Exercise instructions:
Each line below must be printed again exactly.

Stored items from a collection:
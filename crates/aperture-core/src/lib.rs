//! Aperture Core Library
//!
//! Domain models, error types and configuration shared by every Aperture crate.

pub mod config;
pub mod error;
pub mod models;
pub mod storage_types;
pub mod task_error;

pub use config::{
    Config, LocalStorageConfig, LogFormat, ProcessingConfig, RcloneStorageConfig,
    S3StorageConfig, StorageSettings, TaskQueueSettings, UploadConfig,
};
pub use error::{AppError, ErrorMetadata, LogLevel};
pub use storage_types::StorageBackend;
pub use task_error::{TaskError, TaskResultExt};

Answer space:
filename crates/aperture-core/src/lib.rs
//! Aperture Core Library
//!
//! Domain models, error types and configuration shared by every Aperture crate.

pub mod config;
pub mod error;
pub mod models;
pub mod storage_types;
pub mod task_error;

pub use config::{
    Config, LocalStorageConfig, LogFormat, ProcessingConfig, RcloneStorageConfig,
    S3StorageConfig, StorageSettings, TaskQueueSettings, UploadConfig,
};
pub use error::{AppError, ErrorMetadata, LogLevel};
pub use storage_types::StorageBackend;
pub use task_error::{TaskError, TaskResultExt};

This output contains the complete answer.